//! Grammar extension registry
//!
//! The base grammar exposes a fixed set of extension points. Each point owns
//! a chain of rules contributed by grammar layers: the newest rule is tried
//! first, a no-match falls through to the rule installed before it, and the
//! base production is always tried last. Every layer therefore sees
//! everything installed before it as its fallback.

pub mod global;

use std::collections::HashMap;
use std::fmt;
use std::sync::Arc;

use tracing::debug;

use crate::parser::Parser;
use crate::parser::ast::{Expr, IndexMethod, StorageParameter, TypeName};

/// A named production of the base grammar that layers may override
#[derive(Debug, Clone, Copy, PartialEq, Eq, Hash, PartialOrd, Ord)]
pub enum ExtensionPoint {
    TypeName,
    ExtensionExpr,
    IndexMethod,
    StorageParameter,
    StorageParameters,
}

impl ExtensionPoint {
    pub const ALL: [ExtensionPoint; 5] = [
        ExtensionPoint::TypeName,
        ExtensionPoint::ExtensionExpr,
        ExtensionPoint::IndexMethod,
        ExtensionPoint::StorageParameter,
        ExtensionPoint::StorageParameters,
    ];

    pub fn as_str(&self) -> &'static str {
        match self {
            ExtensionPoint::TypeName => "type_name",
            ExtensionPoint::ExtensionExpr => "extension_expr",
            ExtensionPoint::IndexMethod => "index_method",
            ExtensionPoint::StorageParameter => "storage_parameter",
            ExtensionPoint::StorageParameters => "storage_parameters",
        }
    }
}

impl fmt::Display for ExtensionPoint {
    fn fmt(&self, f: &mut fmt::Formatter<'_>) -> fmt::Result {
        f.write_str(self.as_str())
    }
}

/// What a rule yields when it matches
#[derive(Debug, Clone)]
pub enum Production {
    TypeName(TypeName),
    Expr(Expr),
    IndexMethod(IndexMethod),
    StorageParameter(StorageParameter),
    StorageParameters(Vec<StorageParameter>),
}

impl Production {
    /// The extension point this production can satisfy
    pub fn point(&self) -> ExtensionPoint {
        match self {
            Production::TypeName(_) => ExtensionPoint::TypeName,
            Production::Expr(_) => ExtensionPoint::ExtensionExpr,
            Production::IndexMethod(_) => ExtensionPoint::IndexMethod,
            Production::StorageParameter(_) => ExtensionPoint::StorageParameter,
            Production::StorageParameters(_) => ExtensionPoint::StorageParameters,
        }
    }

    pub fn into_type_name(self) -> Option<TypeName> {
        match self {
            Production::TypeName(type_name) => Some(type_name),
            _ => None,
        }
    }

    pub fn into_expr(self) -> Option<Expr> {
        match self {
            Production::Expr(expr) => Some(expr),
            _ => None,
        }
    }

    pub fn into_index_method(self) -> Option<IndexMethod> {
        match self {
            Production::IndexMethod(method) => Some(method),
            _ => None,
        }
    }

    pub fn into_storage_parameter(self) -> Option<StorageParameter> {
        match self {
            Production::StorageParameter(parameter) => Some(parameter),
            _ => None,
        }
    }

    pub fn into_storage_parameters(self) -> Option<Vec<StorageParameter>> {
        match self {
            Production::StorageParameters(parameters) => Some(parameters),
            _ => None,
        }
    }
}

/// A parse function: `None` means no match, and the caller rewinds.
pub type ParseFn = Arc<dyn Fn(&mut Parser<'_>) -> Option<Production> + Send + Sync>;

/// One layer's override of one extension point
#[derive(Clone)]
pub struct Rule {
    layer: String,
    parse: ParseFn,
}

impl Rule {
    pub fn layer(&self) -> &str {
        &self.layer
    }

    pub fn parse(&self, parser: &mut Parser<'_>) -> Option<Production> {
        (self.parse)(parser)
    }
}

impl fmt::Debug for Rule {
    fn fmt(&self, f: &mut fmt::Formatter<'_>) -> fmt::Result {
        f.debug_struct("Rule").field("layer", &self.layer).finish()
    }
}

/// Grammar context: the rule chains installed over the base grammar.
///
/// Built once during setup and passed to every parse. Cloning is cheap, so a
/// compilation unit can take its own snapshot.
#[derive(Debug, Clone, Default)]
pub struct Grammar {
    chains: HashMap<ExtensionPoint, Vec<Rule>>,
    layers: Vec<String>,
}

impl Grammar {
    /// The unmodified base grammar
    pub fn new() -> Self {
        Grammar::default()
    }

    /// Install `parse` as the newest rule for `point`.
    ///
    /// Whatever was installed before stays reachable as fallback. Installing
    /// the same layer twice stacks a second copy on top.
    pub fn install<F>(&mut self, point: ExtensionPoint, layer: &str, parse: F)
    where
        F: Fn(&mut Parser<'_>) -> Option<Production> + Send + Sync + 'static,
    {
        self.install_rule(
            point,
            Rule {
                layer: layer.to_string(),
                parse: Arc::new(parse),
            },
        );
    }

    pub fn install_rule(&mut self, point: ExtensionPoint, rule: Rule) {
        debug!(point = %point, layer = %rule.layer, "installing grammar rule");
        if !self.layers.iter().any(|name| name == &rule.layer) {
            self.layers.push(rule.layer.clone());
        }
        self.chains.entry(point).or_default().push(rule);
    }

    /// Drop every installed rule; the grammar behaves as the base grammar.
    pub fn reset(&mut self) {
        debug!(layers = ?self.layers, "resetting grammar");
        self.chains.clear();
        self.layers.clear();
    }

    /// Rules for `point`, newest first
    pub fn rules(&self, point: ExtensionPoint) -> impl Iterator<Item = &Rule> {
        self.chains
            .get(&point)
            .into_iter()
            .flat_map(|rules| rules.iter().rev())
    }

    pub fn is_overridden(&self, point: ExtensionPoint) -> bool {
        self.chains.get(&point).is_some_and(|rules| !rules.is_empty())
    }

    /// Layer names in installation order
    pub fn layers(&self) -> &[String] {
        &self.layers
    }
}

#[cfg(test)]
mod tests {
    use super::*;
    use crate::parser::ast::StorageValue;

    fn method_rule(name: &'static str) -> impl Fn(&mut Parser<'_>) -> Option<Production> + Send + Sync {
        move |p: &mut Parser<'_>| {
            if p.parse_keyword(name) {
                Some(Production::IndexMethod(IndexMethod::new(name)))
            } else {
                None
            }
        }
    }

    fn parse_method(grammar: &Grammar, sql: &str) -> Option<IndexMethod> {
        let tokens = crate::parser::lexer::tokenize(sql).unwrap();
        let mut parser = Parser::new(&tokens, grammar);
        parser.index_method()
    }

    #[test]
    fn test_rules_newest_first() {
        let mut grammar = Grammar::new();
        grammar.install(ExtensionPoint::IndexMethod, "first", method_rule("one"));
        grammar.install(ExtensionPoint::IndexMethod, "second", method_rule("two"));

        let layers: Vec<_> = grammar
            .rules(ExtensionPoint::IndexMethod)
            .map(|rule| rule.layer().to_string())
            .collect();
        assert_eq!(layers, vec!["second", "first"]);
        assert_eq!(grammar.layers(), ["first", "second"]);
    }

    #[test]
    fn test_earlier_layer_still_matches() {
        let mut grammar = Grammar::new();
        grammar.install(ExtensionPoint::IndexMethod, "first", method_rule("one"));
        grammar.install(ExtensionPoint::IndexMethod, "second", method_rule("two"));

        assert_eq!(parse_method(&grammar, "one"), Some(IndexMethod::new("one")));
        assert_eq!(parse_method(&grammar, "two"), Some(IndexMethod::new("two")));
        // base production is the last resort
        assert_eq!(parse_method(&grammar, "btree"), Some(IndexMethod::new("btree")));
        assert_eq!(parse_method(&grammar, "three"), None);
    }

    #[test]
    fn test_newest_layer_wins() {
        let mut grammar = Grammar::new();
        grammar.install(ExtensionPoint::StorageParameter, "first", |p: &mut Parser<'_>| {
            p.parse_keyword("lists").then(|| {
                Production::StorageParameter(StorageParameter {
                    name: "first".to_string(),
                    value: None,
                })
            })
        });
        grammar.install(ExtensionPoint::StorageParameter, "second", |p: &mut Parser<'_>| {
            p.parse_keyword("lists").then(|| {
                Production::StorageParameter(StorageParameter {
                    name: "second".to_string(),
                    value: Some(StorageValue::Word("lists".to_string())),
                })
            })
        });

        let tokens = crate::parser::lexer::tokenize("lists").unwrap();
        let mut parser = Parser::new(&tokens, &grammar);
        let parameter = parser.storage_parameter().unwrap();
        assert_eq!(parameter.name, "second");
    }

    #[test]
    fn test_wrong_production_is_skipped() {
        let mut grammar = Grammar::new();
        grammar.install(ExtensionPoint::IndexMethod, "first", method_rule("one"));
        grammar.install(ExtensionPoint::IndexMethod, "confused", |_: &mut Parser<'_>| {
            Some(Production::Expr(Expr::column("x")))
        });

        assert_eq!(parse_method(&grammar, "one"), Some(IndexMethod::new("one")));
    }

    #[test]
    fn test_reset_restores_base() {
        let mut grammar = Grammar::new();
        grammar.install(ExtensionPoint::IndexMethod, "first", method_rule("one"));
        assert!(grammar.is_overridden(ExtensionPoint::IndexMethod));

        grammar.reset();
        assert!(!grammar.is_overridden(ExtensionPoint::IndexMethod));
        assert!(grammar.layers().is_empty());
        assert_eq!(parse_method(&grammar, "one"), None);
        assert_eq!(parse_method(&grammar, "hash"), Some(IndexMethod::new("hash")));
    }

    #[test]
    fn test_no_match_rewinds() {
        let mut grammar = Grammar::new();
        // consumes a token and then gives up
        grammar.install(ExtensionPoint::IndexMethod, "greedy", |p: &mut Parser<'_>| {
            p.next_token();
            None
        });

        let tokens = crate::parser::lexer::tokenize("gin").unwrap();
        let mut parser = Parser::new(&tokens, &grammar);
        assert_eq!(parser.index_method(), Some(IndexMethod::new("gin")));
        assert!(parser.is_exhausted());
    }
}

= = = = = = =

PROBLEM REQUIREMENTS:
For the string "override", go through the entries above and copy each line where it occurs.

RESPONSE AREA:
/// A named production of the base grammar that layers may override
/// One layer's override of one extension point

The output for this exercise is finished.